Genotype specificity and spatial arrangement govern the direction and magnitude of selection in variable environments
Hossein Nemati, Kamran Kaveh, Jakub Svoboda, Mohammad Reza Ejtehadi, Krishnendu Chatterjee

TL;DR
This study develops a unified framework to understand how spatial environmental variation influences natural selection, revealing that genotype specificity and spatial arrangement jointly determine the direction and strength of selection in structured populations.
Contribution
The paper introduces a comprehensive model linking ecological factors and spatial structure to selection outcomes, unifying previous disparate theoretical results.
Findings
Heterogeneity amplifies selection when it modulates resident fitness.
Heterogeneity suppresses selection when it modulates mutant fitness.
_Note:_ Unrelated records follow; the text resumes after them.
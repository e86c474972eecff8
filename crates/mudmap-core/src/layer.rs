//! Coverage layers and their placements.
//!
//! A [`Layer`] is one band of coverage in an insurance tower as the user
//! entered it. Its numeric fields are kept as raw text; the numeric views
//! ([`Layer::limit`], [`Layer::share`], ...) coerce leniently through
//! [`crate::number`] and never fail.
//!
//! A [`LayerElement`] is the placement the layout engine derives from a
//! layer: percent geometry plus the label data a renderer needs.

use std::{fmt, str::FromStr};

use serde::{Deserialize, Serialize};
use thiserror::Error;

use crate::{
    color::Color,
    geometry::PercentRect,
    number::{parse_amount, parse_number},
};

/// Stacking order given to excess-of-loss placements.
pub const EXCESS_Z_INDEX: u32 = 2;

/// Stable identifier of a layer within a tower.
#[derive(Debug, Clone, Copy, PartialEq, Eq, PartialOrd, Ord, Hash, Serialize, Deserialize)]
#[serde(transparent)]
pub struct LayerId(pub u64);

impl fmt::Display for LayerId {
    fn fmt(&self, f: &mut fmt::Formatter<'_>) -> fmt::Result {
        write!(f, "{}", self.0)
    }
}

/// The kind of coverage a layer provides, which decides its placement rule.
#[derive(Debug, Default, Clone, Copy, PartialEq, Eq, Hash, Serialize, Deserialize)]
#[serde(rename_all = "lowercase")]
pub enum LayerType {
    /// Proportional cover from the ground up, placed side by side first.
    QuotaShare,
    /// Ground-up cover placed after the quota shares.
    #[default]
    Primary,
    /// Excess-of-loss cover sitting on top of a primary layer.
    Xol,
}

impl LayerType {
    /// Returns the identifier used in documents and exports.
    pub fn as_str(self) -> &'static str {
        match self {
            Self::QuotaShare => "quotashare",
            Self::Primary => "primary",
            Self::Xol => "xol",
        }
    }

    /// Returns the prefix of placement keys for this layer type.
    pub fn key_prefix(self) -> &'static str {
        match self {
            Self::QuotaShare => "qs",
            Self::Primary => "p",
            Self::Xol => "x",
        }
    }

    /// Returns `true` for layer types that sit on the floor of the tower.
    pub fn is_ground_up(self) -> bool {
        matches!(self, Self::QuotaShare | Self::Primary)
    }
}

impl fmt::Display for LayerType {
    fn fmt(&self, f: &mut fmt::Formatter<'_>) -> fmt::Result {
        f.write_str(self.as_str())
    }
}

/// Error returned when a layer type name is not recognized.
#[derive(Debug, Clone, PartialEq, Eq, Error)]
#[error("unknown layer type `{0}`, expected one of: quotashare, primary, xol")]
pub struct ParseLayerTypeError(String);

impl FromStr for LayerType {
    type Err = ParseLayerTypeError;

    fn from_str(s: &str) -> Result<Self, Self::Err> {
        match s {
            "quotashare" => Ok(Self::QuotaShare),
            "primary" => Ok(Self::Primary),
            "xol" => Ok(Self::Xol),
            other => Err(ParseLayerTypeError(other.to_string())),
        }
    }
}

/// The editable text fields of a layer.
#[derive(Debug, Clone, Copy, PartialEq, Eq, Hash)]
pub enum LayerField {
    Insurer,
    Limit,
    Attachment,
    Premium,
    Share,
}

impl LayerField {
    /// Returns `true` for fields holding currency amounts, which are
    /// stored without thousands separators.
    pub fn is_currency(self) -> bool {
        matches!(self, Self::Limit | Self::Attachment | Self::Premium)
    }
}

/// One band of coverage in an insurance tower.
///
/// The color is fixed at construction; every other field can be edited.
#[derive(Debug, Clone, PartialEq)]
pub struct Layer {
    id: LayerId,
    layer_type: LayerType,
    insurer: String,
    limit: String,
    attachment: String,
    premium: String,
    share: String,
    color: Color,
}

impl Layer {
    /// Creates an empty layer with the given identity, type and color.
    pub fn new(id: LayerId, layer_type: LayerType, color: Color) -> Self {
        Self {
            id,
            layer_type,
            insurer: String::new(),
            limit: String::new(),
            attachment: String::new(),
            premium: String::new(),
            share: String::new(),
            color,
        }
    }

    pub fn with_insurer(mut self, insurer: impl Into<String>) -> Self {
        self.insurer = insurer.into();
        self
    }

    pub fn with_limit(mut self, limit: impl Into<String>) -> Self {
        self.limit = limit.into();
        self
    }

    pub fn with_attachment(mut self, attachment: impl Into<String>) -> Self {
        self.attachment = attachment.into();
        self
    }

    pub fn with_premium(mut self, premium: impl Into<String>) -> Self {
        self.premium = premium.into();
        self
    }

    pub fn with_share(mut self, share: impl Into<String>) -> Self {
        self.share = share.into();
        self
    }

    pub fn id(&self) -> LayerId {
        self.id
    }

    pub fn layer_type(&self) -> LayerType {
        self.layer_type
    }

    pub fn insurer(&self) -> &str {
        &self.insurer
    }

    pub fn color(&self) -> Color {
        self.color
    }

    /// Returns the raw text of a field.
    pub fn field(&self, field: LayerField) -> &str {
        match field {
            LayerField::Insurer => &self.insurer,
            LayerField::Limit => &self.limit,
            LayerField::Attachment => &self.attachment,
            LayerField::Premium => &self.premium,
            LayerField::Share => &self.share,
        }
    }

    /// Replaces the raw text of a field.
    pub fn set_field(&mut self, field: LayerField, value: impl Into<String>) {
        let value = value.into();
        match field {
            LayerField::Insurer => self.insurer = value,
            LayerField::Limit => self.limit = value,
            LayerField::Attachment => self.attachment = value,
            LayerField::Premium => self.premium = value,
            LayerField::Share => self.share = value,
        }
    }

    pub fn set_layer_type(&mut self, layer_type: LayerType) {
        self.layer_type = layer_type;
    }

    /// Coerced limit; `0.0` when the text is not a number.
    pub fn limit(&self) -> f64 {
        parse_amount(&self.limit)
    }

    /// Coerced attachment point; `0.0` when the text is not a number.
    pub fn attachment(&self) -> f64 {
        parse_amount(&self.attachment)
    }

    /// Coerced premium; `0.0` when the text is not a number.
    pub fn premium(&self) -> f64 {
        parse_amount(&self.premium)
    }

    /// Coerced share percentage; `0.0` when the text is not a number.
    pub fn share(&self) -> f64 {
        parse_number(&self.share)
    }

    /// Returns the key under which this layer's placement is emitted.
    pub fn placement_key(&self) -> String {
        format!("{}-{}", self.layer_type.key_prefix(), self.id)
    }
}

/// A placed rectangle ready for rendering.
///
/// Produced fresh by every layout pass and never mutated afterwards.
#[derive(Debug, Clone, PartialEq)]
pub struct LayerElement {
    key: String,
    layer_type: LayerType,
    rect: PercentRect,
    color: Color,
    border_color: Color,
    z_index: Option<u32>,
    insurer: String,
    premium: f64,
    share: f64,
    label_amount: f64,
}

impl LayerElement {
    /// Creates the placement of `layer` at `rect`.
    ///
    /// Quota-share placements are labeled with their premium, primary and
    /// excess placements with their limit.
    pub fn new(layer: &Layer, rect: PercentRect) -> Self {
        let label_amount = match layer.layer_type() {
            LayerType::QuotaShare => layer.premium(),
            LayerType::Primary | LayerType::Xol => layer.limit(),
        };

        Self {
            key: layer.placement_key(),
            layer_type: layer.layer_type(),
            rect,
            color: layer.color().to_fill(),
            border_color: layer.color(),
            z_index: None,
            insurer: layer.insurer().to_string(),
            premium: layer.premium(),
            share: layer.share(),
            label_amount,
        }
    }

    /// Sets the stacking order of this placement.
    pub fn with_z_index(mut self, z_index: u32) -> Self {
        self.z_index = Some(z_index);
        self
    }

    pub fn key(&self) -> &str {
        &self.key
    }

    pub fn layer_type(&self) -> LayerType {
        self.layer_type
    }

    /// Geometry in percent of the plot area.
    pub fn rect(&self) -> PercentRect {
        self.rect
    }

    /// Fill color, the layer color at reduced opacity.
    pub fn color(&self) -> Color {
        self.color
    }

    /// Border color, the layer color unchanged.
    pub fn border_color(&self) -> Color {
        self.border_color
    }

    pub fn z_index(&self) -> Option<u32> {
        self.z_index
    }

    pub fn insurer(&self) -> &str {
        &self.insurer
    }

    pub fn premium(&self) -> f64 {
        self.premium
    }

    pub fn share(&self) -> f64 {
        self.share
    }

    /// The amount shown on the placement's label.
    pub fn label_amount(&self) -> f64 {
        self.label_amount
    }
}
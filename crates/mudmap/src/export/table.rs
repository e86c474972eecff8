//! Tabular view of a tower's layers.
//!
//! Every layer becomes one [`LayerRow`], whatever its type and whether or
//! not the layout places it. Numeric columns hold the parsed amounts and
//! are `null` when the entered text is not a number.

use serde::Serialize;

use mudmap_core::{
    layer::{Layer, LayerField},
    number::try_parse_number,
};

use crate::export;

/// One layer flattened for the layer table.
#[derive(Debug, Clone, PartialEq, Serialize)]
pub struct LayerRow {
    #[serde(rename = "Layer Type")]
    pub layer_type: String,
    #[serde(rename = "Insurer")]
    pub insurer: String,
    #[serde(rename = "Limit (USD)")]
    pub limit: Option<f64>,
    #[serde(rename = "Attachment (USD)")]
    pub attachment: Option<f64>,
    #[serde(rename = "Premium (USD)")]
    pub premium: Option<f64>,
    #[serde(rename = "Share (%)")]
    pub share: Option<f64>,
    #[serde(rename = "Color")]
    pub color: String,
}

impl From<&Layer> for LayerRow {
    fn from(layer: &Layer) -> Self {
        let amount = |text: &str| try_parse_number(&text.replace(',', ""));

        Self {
            layer_type: layer.layer_type().as_str().to_string(),
            insurer: layer.insurer().to_string(),
            limit: amount(layer.field(LayerField::Limit)),
            attachment: amount(layer.field(LayerField::Attachment)),
            premium: amount(layer.field(LayerField::Premium)),
            share: try_parse_number(layer.field(LayerField::Share)),
            color: layer.color().to_string(),
        }
    }
}

/// Flattens layers into table rows, keeping their order.
pub fn layer_rows(layers: &[Layer]) -> Vec<LayerRow> {
    layers.iter().map(LayerRow::from).collect()
}

/// Serializes rows as a pretty-printed JSON array.
///
/// # Errors
///
/// Returns [`export::Error::Render`] if serialization fails.
pub fn to_json(rows: &[LayerRow]) -> Result<String, export::Error> {
    serde_json::to_string_pretty(rows).map_err(|err| export::Error::Render(err.to_string()))
}

#[cfg(test)]
mod tests {
    use mudmap_core::{
        color::Color,
        layer::{LayerId, LayerType},
    };

    use super::*;

    fn layer() -> Layer {
        Layer::new(LayerId(3), LayerType::Xol, Color::new("#1f77b4").unwrap())
            .with_insurer("Acme Re")
            .with_limit("2,000,000")
            .with_attachment("1000000")
            .with_premium("50.5")
            .with_share("abc")
    }

    #[test]
    fn test_row_columns() {
        let row = LayerRow::from(&layer());

        assert_eq!(row.layer_type, "xol");
        assert_eq!(row.insurer, "Acme Re");
        assert_eq!(row.limit, Some(2_000_000.0));
        assert_eq!(row.attachment, Some(1_000_000.0));
        assert_eq!(row.premium, Some(50.5));
        assert_eq!(row.share, None);
        assert_eq!(row.color, Color::new("#1f77b4").unwrap().to_string());
    }

    #[test]
    fn test_empty_fields_are_null() {
        let layer = Layer::new(LayerId(1), LayerType::Primary, Color::default());
        let row = LayerRow::from(&layer);

        assert_eq!(row.limit, None);
        assert_eq!(row.share, None);
    }

    #[test]
    fn test_json_uses_column_names() {
        let json = to_json(&layer_rows(&[layer()])).unwrap();
        let value: serde_json::Value = serde_json::from_str(&json).unwrap();

        let row = &value[0];
        assert_eq!(row["Layer Type"], "xol");
        assert_eq!(row["Limit (USD)"], 2_000_000.0);
        assert_eq!(row["Premium (USD)"], 50.5);
        assert!(row["Share (%)"].is_null());
    }

    #[test]
    fn test_rows_keep_layer_order() {
        let layers = [
            Layer::new(LayerId(2), LayerType::QuotaShare, Color::default()),
            Layer::new(LayerId(1), LayerType::Primary, Color::default()),
        ];

        let types: Vec<_> = layer_rows(&layers)
            .into_iter()
            .map(|row| row.layer_type)
            .collect();
        assert_eq!(types, ["quotashare", "primary"]);
    }
}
Spatial arrangement affects the magnitude but not the direction of selection.
Abstract
Spatial environmental variation can either amplify or suppress the fixation of beneficial mutants in structured populations, yet the interplay of ecological factors and spatial structure in determining which outcome occurs remains theoretically unresolved. Here, we develop a unified framework for selection on lattice graphs with environmental heterogeneity, in which mutant and resident fitness depend on the local environmental state. Across three common classes of genotype-environment interactions and a wide range of spatial arrangements of environmental states, we identify two governing principles. Genotype specificity determines the direction of the effect: heterogeneity amplifies selection when it modulates resident fitness, but suppresses selection when it modulates mutant fitness, with genotype-symmetric modulation producing weaker amplification. Spatial arrangement determines the…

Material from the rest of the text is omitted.